■ EXERCISE INSTRUCTIONS
From the entries, filter out every line that lacks "Send" and copy the rest.

Items from a data source:
◇ ◇ ◇

//! Configuration targets the builder writes into

use flex_core::Result;
use std::path::{Path, PathBuf};

use crate::document::ConfigDocument;

/// Container configuration handle used during synthesis
///
/// The builder owns its target for the whole pipeline and only ever loads,
/// appends and saves.
pub trait ConfigTarget {
    /// Load the current configuration (the freshly written includes)
    fn load_config(&mut self) -> Result<()>;

    /// Append one directive after all existing ones
    fn append_config_item(&mut self, key: &str, value: &str) -> Result<()>;

    /// Persist the configuration
    fn save_config(&mut self) -> Result<()>;

    /// Current in-memory document
    fn document(&self) -> &ConfigDocument;
}

/// Target backed by the container's configuration file
#[derive(Debug, Clone)]
pub struct FileTarget {
    path: PathBuf,
    document: ConfigDocument,
}

impl FileTarget {
    /// Create a target for the file at `path`
    #[must_use]
    pub fn new(path: impl Into<PathBuf>) -> Self {
        Self {
            path: path.into(),
            document: ConfigDocument::new(),
        }
    }

    /// Configuration file path
    #[must_use]
    pub fn path(&self) -> &Path {
        &self.path
    }

}

impl ConfigTarget for FileTarget {
    fn load_config(&mut self) -> Result<()> {
        self.document = ConfigDocument::load(&self.path)?;
        tracing::trace!(
            path = %self.path.display(),
            includes = self.document.includes().len(),
            "Loaded container config"
        );
        Ok(())
    }

    fn append_config_item(&mut self, key: &str, value: &str) -> Result<()> {
        self.document.append(key, value)
    }

    fn save_config(&mut self) -> Result<()> {
        self.document.save(&self.path)?;
        tracing::debug!(
            path = %self.path.display(),
            directives = self.document.directives().len(),
            "Saved container config"
        );
        Ok(())
    }

    fn document(&self) -> &ConfigDocument {
        &self.document
    }
}

/// In-memory target for testing (doesn't touch filesystem)
///
/// `load_config` restores the seeded document and `save_config` records a
/// snapshot of what would have been written.
#[derive(Debug, Clone, Default)]
pub struct MemoryTarget {
    seed: ConfigDocument,
    document: ConfigDocument,
    saved: Option<ConfigDocument>,
    loads: usize,
}

impl MemoryTarget {
    /// Create an empty target
    #[must_use]
    pub fn new() -> Self {
        Self::default()
    }

    /// Create a target whose `load_config` yields `seed`
    #[must_use]
    pub fn with_seed(seed: ConfigDocument) -> Self {
        Self {
            seed,
            ..Self::default()
        }
    }

    /// Last saved document, if `save_config` was called
    #[must_use]
    pub const fn saved(&self) -> Option<&ConfigDocument> {
        self.saved.as_ref()
    }

    /// Number of `load_config` calls
    #[must_use]
    pub const fn load_count(&self) -> usize {
        self.loads
    }
}

impl ConfigTarget for MemoryTarget {
    fn load_config(&mut self) -> Result<()> {
        self.document = self.seed.clone();
        self.loads += 1;
        Ok(())
    }

    fn append_config_item(&mut self, key: &str, value: &str) -> Result<()> {
        self.document.append(key, value)
    }

    fn save_config(&mut self) -> Result<()> {
        self.saved = Some(self.document.clone());
        Ok(())
    }

    fn document(&self) -> &ConfigDocument {
        &self.document
    }
}
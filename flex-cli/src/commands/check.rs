//! Host readiness check

use anyhow::Result;
use flex_core::FlexConfig;
use flex_lxc::TemplateResolver;
use std::path::Path;

/// LXC tools the driver runs
const REQUIRED_BINARIES: &[&str] = &[
    "lxc-start",
    "lxc-stop",
    "lxc-info",
    "lxc-destroy",
    "lxc-device",
];

pub fn execute(config: &FlexConfig) -> Result<()> {
    println!("\n🏥 Flex Host Check\n");
    println!("{:-<60}", "");

    let mut failures = 0;

    failures += usize::from(!check_templates(config));
    failures += usize::from(!check_config_dir(&config.lxc.config_dir));
    failures += usize::from(!check_instances_path(&config.lxc.instances_path));
    failures += check_binaries();

    println!("{:-<60}", "");

    if failures > 0 {
        anyhow::bail!("{failures} check(s) failed");
    }

    println!("\n✅ Host ready\n");
    Ok(())
}

fn check_templates(config: &FlexConfig) -> bool {
    print!("Checking LXC templates... ");

    let resolver = TemplateResolver::from_options(&config.lxc);
    match resolver.available_templates() {
        Ok(templates) if templates.contains(&config.lxc.default_template) => {
            println!("✅ {} installed", templates.len());
            true
        }
        Ok(_) => {
            println!(
                "❌ default template '{}' not installed",
                config.lxc.default_template
            );
            false
        }
        Err(e) => {
            println!("❌ {e}");
            false
        }
    }
}

fn check_config_dir(dir: &Path) -> bool {
    print!("Checking LXC config directory... ");

    if dir.is_dir() {
        println!("✅ {}", dir.display());
        true
    } else {
        println!("❌ {} not found", dir.display());
        false
    }
}

fn check_instances_path(dir: &Path) -> bool {
    print!("Checking instances path... ");

    if dir.is_dir() {
        println!("✅ {}", dir.display());
        true
    } else {
        println!("❌ {} not found", dir.display());
        false
    }
}

fn check_binaries() -> usize {
    let mut missing = 0;

    for binary in REQUIRED_BINARIES {
        print!("Checking {binary}... ");

        match which::which(binary) {
            Ok(path) => println!("✅ {}", path.display()),
            Err(e) => {
                println!("❌ {e}");
                missing += 1;
            }
        }
    }

    missing
}
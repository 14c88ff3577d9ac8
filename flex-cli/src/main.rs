//! Flex command-line interface
//!
//! Drives LXC configuration synthesis and the compute driver from a shell.

use clap::Parser;
use std::process;
use tracing_subscriber::EnvFilter;

mod cli;
mod commands;

use cli::Cli;

#[tokio::main]
async fn main() {
    // Parse command-line arguments
    let cli = Cli::parse();

    // RUST_LOG wins over --verbose
    let default_level = if cli.verbose { "debug" } else { "info" };
    let filter =
        EnvFilter::try_from_default_env().unwrap_or_else(|_| EnvFilter::new(default_level));

    // stdout carries command output
    tracing_subscriber::fmt()
        .with_env_filter(filter)
        .with_target(false)
        .with_writer(std::io::stderr)
        .init();

    let result = match commands::load_config(cli.config.as_deref()) {
        Ok(config) => commands::dispatch(cli.command, &config).await,
        Err(e) => Err(e),
    };

    if let Err(e) = result {
        eprintln!("❌ Error: {e:#}");
        process::exit(1);
    }
}
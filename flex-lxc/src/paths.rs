//! Per-instance filesystem layout
//!
//! Every instance lives in `<instances_path>/<id>/`, which is also the LXC
//! container directory when the runtime is pointed at `instances_path`.

use flex_core::InstanceId;
use std::path::{Path, PathBuf};

/// Computes per-instance paths under the instances root
#[derive(Debug, Clone, PartialEq, Eq)]
pub struct InstancePaths {
    root: PathBuf,
}

impl InstancePaths {
    /// LXC configuration file name inside the instance directory
    pub const CONFIG_FILE: &'static str = "config";

    /// Root filesystem directory name inside the instance directory
    pub const ROOTFS_DIR: &'static str = "rootfs";

    /// Console log file name inside the instance directory
    pub const CONSOLE_LOG: &'static str = "console.log";

    /// Create a layout rooted at `root`
    #[must_use]
    pub fn new(root: impl Into<PathBuf>) -> Self {
        Self { root: root.into() }
    }

    /// Instances root
    #[must_use]
    pub fn root(&self) -> &Path {
        &self.root
    }

    /// `<root>/<id>`
    #[must_use]
    pub fn instance_dir(&self, id: &InstanceId) -> PathBuf {
        self.root.join(id.as_str())
    }

    /// `<root>/<id>/config`
    #[must_use]
    pub fn config(&self, id: &InstanceId) -> PathBuf {
        self.instance_dir(id).join(Self::CONFIG_FILE)
    }

    /// `<root>/<id>/rootfs`
    #[must_use]
    pub fn rootfs(&self, id: &InstanceId) -> PathBuf {
        self.instance_dir(id).join(Self::ROOTFS_DIR)
    }

    /// `<root>/<id>/<id>.log`
    #[must_use]
    pub fn logfile(&self, id: &InstanceId) -> PathBuf {
        self.instance_dir(id).join(format!("{id}.log"))
    }

    /// `<root>/<id>/console.log`
    #[must_use]
    pub fn console(&self, id: &InstanceId) -> PathBuf {
        self.instance_dir(id).join(Self::CONSOLE_LOG)
    }
}
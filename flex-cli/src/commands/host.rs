//! Host queries

use anyhow::{Context, Result};
use flex_core::FlexConfig;

use super::build_driver;

pub async fn execute(config: &FlexConfig, refresh: bool) -> Result<()> {
    let driver = build_driver(config)?;

    let stats = driver
        .get_host_stats(refresh)
        .await
        .context("Failed to read host resources")?;

    println!("{}", serde_json::to_string_pretty(&stats)?);
    Ok(())
}

pub fn nodes(config: &FlexConfig) -> Result<()> {
    let driver = build_driver(config)?;

    for node in driver.get_available_nodes()? {
        println!("{node}");
    }

    Ok(())
}
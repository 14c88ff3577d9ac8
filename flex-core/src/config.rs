//! Driver configuration
//!
//! All options are grouped in [`FlexConfig`], which is loaded once (usually
//! from a TOML file) and handed to every component that needs it.

use serde::{Deserialize, Serialize};
use std::fs;
use std::path::{Path, PathBuf};

use crate::{Error, Result, SecurityMode};

/// Default location of the driver configuration file
pub const DEFAULT_CONFIG_PATH: &str = "/etc/flex/flex.toml";

/// Top-level driver configuration
#[derive(Debug, Clone, Default, PartialEq, Eq, Serialize, Deserialize)]
#[serde(deny_unknown_fields)]
pub struct FlexConfig {
    /// LXC configuration synthesis options
    #[serde(default)]
    pub lxc: LxcOptions,

    /// Driver adapter options
    #[serde(default)]
    pub driver: DriverOptions,
}

impl FlexConfig {
    /// Load configuration from a TOML file
    ///
    /// # Errors
    /// Returns error if the file cannot be read, is not valid TOML, or
    /// contains invalid values
    pub fn load(path: impl AsRef<Path>) -> Result<Self> {
        let path = path.as_ref();
        let contents = fs::read_to_string(path)?;
        let config = Self::from_toml(&contents)?;

        tracing::debug!(path = %path.display(), "Loaded driver configuration");

        Ok(config)
    }

    /// Parse configuration from TOML text
    ///
    /// # Errors
    /// Returns error if the text is not valid TOML or contains invalid values
    pub fn from_toml(contents: &str) -> Result<Self> {
        let config: Self = toml::from_str(contents)?;
        config.validate()?;
        Ok(config)
    }

    /// Check option values that serde cannot express
    ///
    /// # Errors
    /// Returns error describing the first invalid option
    pub fn validate(&self) -> Result<()> {
        let template = self.lxc.default_template.trim();
        if template.is_empty() {
            return Err(Error::InvalidConfig {
                message: "lxc.default_template cannot be empty".to_string(),
            });
        }
        if template.contains('/') {
            return Err(Error::InvalidConfig {
                message: format!("lxc.default_template '{template}' must be a bare name"),
            });
        }

        if let Some(ref cpus) = self.lxc.cpuset_cpus {
            let valid = !cpus.is_empty()
                && cpus
                    .chars()
                    .all(|c| c.is_ascii_digit() || c == ',' || c == '-');
            if !valid {
                return Err(Error::InvalidConfig {
                    message: format!("lxc.cpuset_cpus '{cpus}' is not a cpu list"),
                });
            }
        }

        Ok(())
    }
}

/// Options for LXC configuration synthesis
#[derive(Debug, Clone, PartialEq, Eq, Serialize, Deserialize)]
#[serde(deny_unknown_fields)]
pub struct LxcOptions {
    /// Template used when the image does not request one
    #[serde(default = "default_template")]
    pub default_template: String,

    /// Directory holding the installed `lxc-<name>` template scripts
    #[serde(default = "default_template_dir")]
    pub template_dir: PathBuf,

    /// Directory holding the `<name>.common.conf` / `<name>.userns.conf` fragments
    #[serde(default = "default_config_dir")]
    pub config_dir: PathBuf,

    /// Root of the per-instance directories (LXC config path)
    #[serde(default = "default_instances_path")]
    pub instances_path: PathBuf,

    /// Pin containers to these host CPUs (`lxc.cgroup.cpuset.cpus`), off when unset
    #[serde(default)]
    pub cpuset_cpus: Option<String>,

    /// Fail synthesis instead of omitting `lxc.rootfs` when the rootfs is missing
    #[serde(default)]
    pub require_rootfs: bool,

    /// Security mode for instances that do not request one
    #[serde(default)]
    pub default_security: SecurityMode,
}

fn default_template() -> String {
    "ubuntu".to_string()
}

fn default_template_dir() -> PathBuf {
    PathBuf::from("/usr/share/lxc/templates")
}

fn default_config_dir() -> PathBuf {
    PathBuf::from("/usr/share/lxc/config")
}

fn default_instances_path() -> PathBuf {
    PathBuf::from("/var/lib/nova/instances")
}

impl Default for LxcOptions {
    fn default() -> Self {
        Self {
            default_template: default_template(),
            template_dir: default_template_dir(),
            config_dir: default_config_dir(),
            instances_path: default_instances_path(),
            cpuset_cpus: None,
            require_rootfs: false,
            default_security: SecurityMode::default(),
        }
    }
}

impl LxcOptions {
    /// Set the default template
    #[must_use]
    pub fn with_default_template(mut self, template: impl Into<String>) -> Self {
        self.default_template = template.into();
        self
    }

    /// Set the installed-template directory
    #[must_use]
    pub fn with_template_dir(mut self, dir: impl Into<PathBuf>) -> Self {
        self.template_dir = dir.into();
        self
    }

    /// Set the config fragment directory
    #[must_use]
    pub fn with_config_dir(mut self, dir: impl Into<PathBuf>) -> Self {
        self.config_dir = dir.into();
        self
    }

    /// Set the instances root
    #[must_use]
    pub fn with_instances_path(mut self, dir: impl Into<PathBuf>) -> Self {
        self.instances_path = dir.into();
        self
    }

    /// Enable CPU pinning
    #[must_use]
    pub fn with_cpuset_cpus(mut self, cpus: impl Into<String>) -> Self {
        self.cpuset_cpus = Some(cpus.into());
        self
    }

    /// Require the rootfs to exist at synthesis time
    #[must_use]
    pub const fn with_require_rootfs(mut self, require: bool) -> Self {
        self.require_rootfs = require;
        self
    }

    /// Set the fallback security mode
    #[must_use]
    pub const fn with_default_security(mut self, mode: SecurityMode) -> Self {
        self.default_security = mode;
        self
    }
}

/// How `get_info` reports instances whose state the runtime cannot determine
#[derive(Debug, Clone, Copy, PartialEq, Eq, Default, Serialize, Deserialize)]
#[serde(rename_all = "lowercase")]
pub enum UnknownStatePolicy {
    /// Report the instance as running
    #[default]
    Running,
    /// Report the instance as shut down
    Shutdown,
}

/// Options for the driver adapter
#[derive(Debug, Clone, PartialEq, Eq, Serialize, Deserialize)]
#[serde(deny_unknown_fields)]
pub struct DriverOptions {
    /// Host name reported in the volume connector; defaults to the system hostname
    #[serde(default)]
    pub host: Option<String>,

    /// Management IP reported in the volume connector
    #[serde(default = "default_my_ip")]
    pub my_ip: String,

    /// File holding the iSCSI `InitiatorName=` line
    #[serde(default = "default_initiator_file")]
    pub initiator_file: PathBuf,

    /// Power state reported when the container state is unknown
    #[serde(default)]
    pub unknown_power_state: UnknownStatePolicy,
}

fn default_my_ip() -> String {
    "127.0.0.1".to_string()
}

fn default_initiator_file() -> PathBuf {
    PathBuf::from("/etc/iscsi/initiatorname.iscsi")
}

impl Default for DriverOptions {
    fn default() -> Self {
        Self {
            host: None,
            my_ip: default_my_ip(),
            initiator_file: default_initiator_file(),
            unknown_power_state: UnknownStatePolicy::default(),
        }
    }
}

#[cfg(test)]
mod tests {
    use super::*;
    use std::io::Write;

    #[test]
    fn test_defaults() {
        let config = FlexConfig::default();
        assert_eq!(config.lxc.default_template, "ubuntu");
        assert_eq!(
            config.lxc.template_dir,
            PathBuf::from("/usr/share/lxc/templates")
        );
        assert!(config.lxc.cpuset_cpus.is_none());
        assert!(!config.lxc.require_rootfs);
        assert_eq!(config.lxc.default_security, SecurityMode::Unprivileged);
        assert_eq!(config.driver.unknown_power_state, UnknownStatePolicy::Running);
        assert!(config.validate().is_ok());
    }

    #[test]
    fn test_empty_toml_uses_defaults() {
        let config = FlexConfig::from_toml("").unwrap();
        assert_eq!(config, FlexConfig::default());
    }

    #[test]
    fn test_partial_toml() {
        let config = FlexConfig::from_toml(
            r#"
            [lxc]
            default_template = "centos"
            instances_path = "/srv/instances"
            cpuset_cpus = "0-3"
            default_security = "privileged"

            [driver]
            my_ip = "10.0.0.5"
            unknown_power_state = "shutdown"
            "#,
        )
        .unwrap();

        assert_eq!(config.lxc.default_template, "centos");
        assert_eq!(config.lxc.instances_path, PathBuf::from("/srv/instances"));
        assert_eq!(config.lxc.cpuset_cpus.as_deref(), Some("0-3"));
        assert_eq!(config.lxc.default_security, SecurityMode::Privileged);
        assert_eq!(
            config.lxc.config_dir,
            PathBuf::from("/usr/share/lxc/config")
        );
        assert_eq!(config.driver.my_ip, "10.0.0.5");
        assert_eq!(
            config.driver.unknown_power_state,
            UnknownStatePolicy::Shutdown
        );
    }

    #[test]
    fn test_rejects_unknown_fields() {
        let result = FlexConfig::from_toml("[lxc]\ndefault_templte = \"centos\"\n");
        assert!(matches!(result, Err(Error::Config(_))));
    }

    #[test]
    fn test_rejects_invalid_values() {
        let result = FlexConfig::from_toml("[lxc]\ndefault_template = \"\"\n");
        assert!(matches!(result, Err(Error::InvalidConfig { .. })));

        let result = FlexConfig::from_toml("[lxc]\ncpuset_cpus = \"all\"\n");
        assert!(matches!(result, Err(Error::InvalidConfig { .. })));
    }

    #[test]
    fn test_load_from_file() {
        let mut file = tempfile::NamedTempFile::new().unwrap();
        writeln!(file, "[lxc]\ntemplate_dir = \"/opt/lxc/templates\"").unwrap();

        let config = FlexConfig::load(file.path()).unwrap();
        assert_eq!(config.lxc.template_dir, PathBuf::from("/opt/lxc/templates"));

        assert!(FlexConfig::load("/nonexistent/flex.toml").is_err());
    }
}
//! Container manager trait for pluggable implementations

use async_trait::async_trait;
use flex_core::{Instance, InstanceId, NetworkInterface, Result};

use crate::state::{BlockDevice, ConnectionInfo, ContainerState, RebootType};

/// Trait for container lifecycle management
///
/// This allows for different implementations:
/// - [`LocalContainers`](crate::LocalContainers) - LXC containers on this host
/// - [`MockContainers`](crate::MockContainers) - Testing without a runtime
///
/// # Thread Safety
/// All implementations must be `Send + Sync` for use across async tasks.
#[async_trait]
pub trait ContainerManager: Send + Sync {
    /// Prepare the host for running containers
    async fn init(&self) -> Result<()>;

    /// Instances known to the manager
    async fn list(&self) -> Result<Vec<InstanceId>>;

    /// Configure and start a new instance
    async fn spawn(
        &self,
        instance: &Instance,
        network_info: &[NetworkInterface],
        block_devices: &[BlockDevice],
    ) -> Result<()>;

    /// Reboot a running instance
    async fn reboot(
        &self,
        instance: &Instance,
        network_info: &[NetworkInterface],
        reboot_type: RebootType,
    ) -> Result<()>;

    /// Stop an instance
    async fn stop(&self, instance: &Instance) -> Result<()>;

    /// Start a stopped instance
    async fn start(&self, instance: &Instance, network_info: &[NetworkInterface]) -> Result<()>;

    /// Stop and remove an instance
    async fn destroy(
        &self,
        instance: &Instance,
        network_info: &[NetworkInterface],
        destroy_disks: bool,
    ) -> Result<()>;

    /// Attach a volume at `mountpoint`
    async fn attach_volume(
        &self,
        connection_info: &ConnectionInfo,
        instance: &Instance,
        mountpoint: &str,
    ) -> Result<()>;

    /// Detach the volume at `mountpoint`
    async fn detach_volume(
        &self,
        connection_info: &ConnectionInfo,
        instance: &Instance,
        mountpoint: &str,
    ) -> Result<()>;

    /// Current container state
    ///
    /// A container that does not exist is `Stopped`.
    async fn state(&self, id: &InstanceId) -> Result<ContainerState>;

    /// Console log contents
    async fn console_output(&self, instance: &Instance) -> Result<String>;
}
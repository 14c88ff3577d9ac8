use crate::cli::{Commands, InstanceArgs};
use anyhow::{Context, Result};
use flex_core::config::DEFAULT_CONFIG_PATH;
use flex_core::{FlexConfig, Flavor, Instance, InstanceId, NetworkInterface};
use flex_driver::{CommandRuntime, LocalContainers, LocalHostOps, LxcDriver};
use std::path::Path;

pub mod check;
pub mod host;
pub mod info;
pub mod lifecycle;
pub mod list;
pub mod render;
pub mod templates;

/// Driver wired to the LXC tools on this host
pub type Driver = LxcDriver<LocalContainers<CommandRuntime>, LocalHostOps>;

/// Dispatch command to appropriate handler
pub async fn dispatch(command: Commands, config: &FlexConfig) -> Result<()> {
    match command {
        Commands::Render {
            instance,
            network,
            security,
            idmap_user,
        } => render::execute(config, &instance, network.as_deref(), security, idmap_user),

        Commands::Templates => templates::execute(config),

        Commands::List => list::execute(config).await,

        Commands::Spawn { instance, network } => {
            lifecycle::spawn(config, &instance, network.as_deref()).await
        }

        Commands::Start { instance } => lifecycle::start(config, &instance).await,

        Commands::Stop { instance } => lifecycle::stop(config, &instance).await,

        Commands::Reboot { instance, hard } => lifecycle::reboot(config, &instance, hard).await,

        Commands::Destroy {
            instance,
            keep_disks,
        } => lifecycle::destroy(config, &instance, !keep_disks).await,

        Commands::Info { instance } => info::execute(config, &instance).await,

        Commands::Console { instance } => info::console(config, &instance).await,

        Commands::Connector { instance } => info::connector(config, &instance).await,

        Commands::Host { refresh } => host::execute(config, refresh).await,

        Commands::Nodes => host::nodes(config),

        Commands::Check => check::execute(config),

        Commands::Version => {
            print_version();
            Ok(())
        }
    }
}

/// Load the configuration from `path`, the default location, or defaults
pub fn load_config(path: Option<&Path>) -> Result<FlexConfig> {
    if let Some(path) = path {
        return FlexConfig::load(path)
            .with_context(|| format!("Failed to load config {}", path.display()));
    }

    let default = Path::new(DEFAULT_CONFIG_PATH);
    if default.exists() {
        FlexConfig::load(default)
            .with_context(|| format!("Failed to load config {}", default.display()))
    } else {
        tracing::debug!("No config file, using defaults");
        Ok(FlexConfig::default())
    }
}

/// Build the instance a command acts on
pub fn load_instance(args: &InstanceArgs) -> Result<Instance> {
    if let Some(path) = &args.instance {
        let contents = std::fs::read_to_string(path)
            .with_context(|| format!("Failed to read instance {}", path.display()))?;
        return serde_json::from_str(&contents)
            .with_context(|| format!("Invalid instance description {}", path.display()));
    }

    let id = args.id.as_deref().context("Either --instance or --id is required")?;
    let id = InstanceId::new(id).context("Invalid instance ID")?;

    Ok(Instance::new(id, Flavor::new(args.memory, args.vcpus)))
}

/// Read a JSON list of network interfaces, or none
pub fn load_network(path: Option<&Path>) -> Result<Vec<NetworkInterface>> {
    let Some(path) = path else {
        return Ok(Vec::new());
    };

    let contents = std::fs::read_to_string(path)
        .with_context(|| format!("Failed to read network info {}", path.display()))?;
    serde_json::from_str(&contents)
        .with_context(|| format!("Invalid network info {}", path.display()))
}

/// Build the driver for this host
pub fn build_driver(config: &FlexConfig) -> Result<Driver> {
    let nodename = match &config.driver.host {
        Some(host) => host.clone(),
        None => flex_driver::driver::hostname().context("Failed to read hostname")?,
    };

    let runtime = CommandRuntime::new(&config.lxc.instances_path);
    let containers = LocalContainers::from_config(runtime, config);
    let hostops = LocalHostOps::new(nodename, &config.lxc.instances_path);

    Ok(LxcDriver::new(containers, hostops, config.driver.clone()))
}

fn print_version() {
    println!("flex LXC compute driver");
    println!("Version: {}", env!("CARGO_PKG_VERSION"));
    println!();
    println!("Features:");
    println!("  • LXC configuration synthesis");
    println!("  • Unprivileged containers with id maps");
    println!("  • Driver lifecycle over the LXC tools");
}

◇ ◇ ◇

■ ANSWER TO THIS PROBLEM
/// All implementations must be `Send + Sync` for use across async tasks.
pub trait ContainerManager: Send + Sync {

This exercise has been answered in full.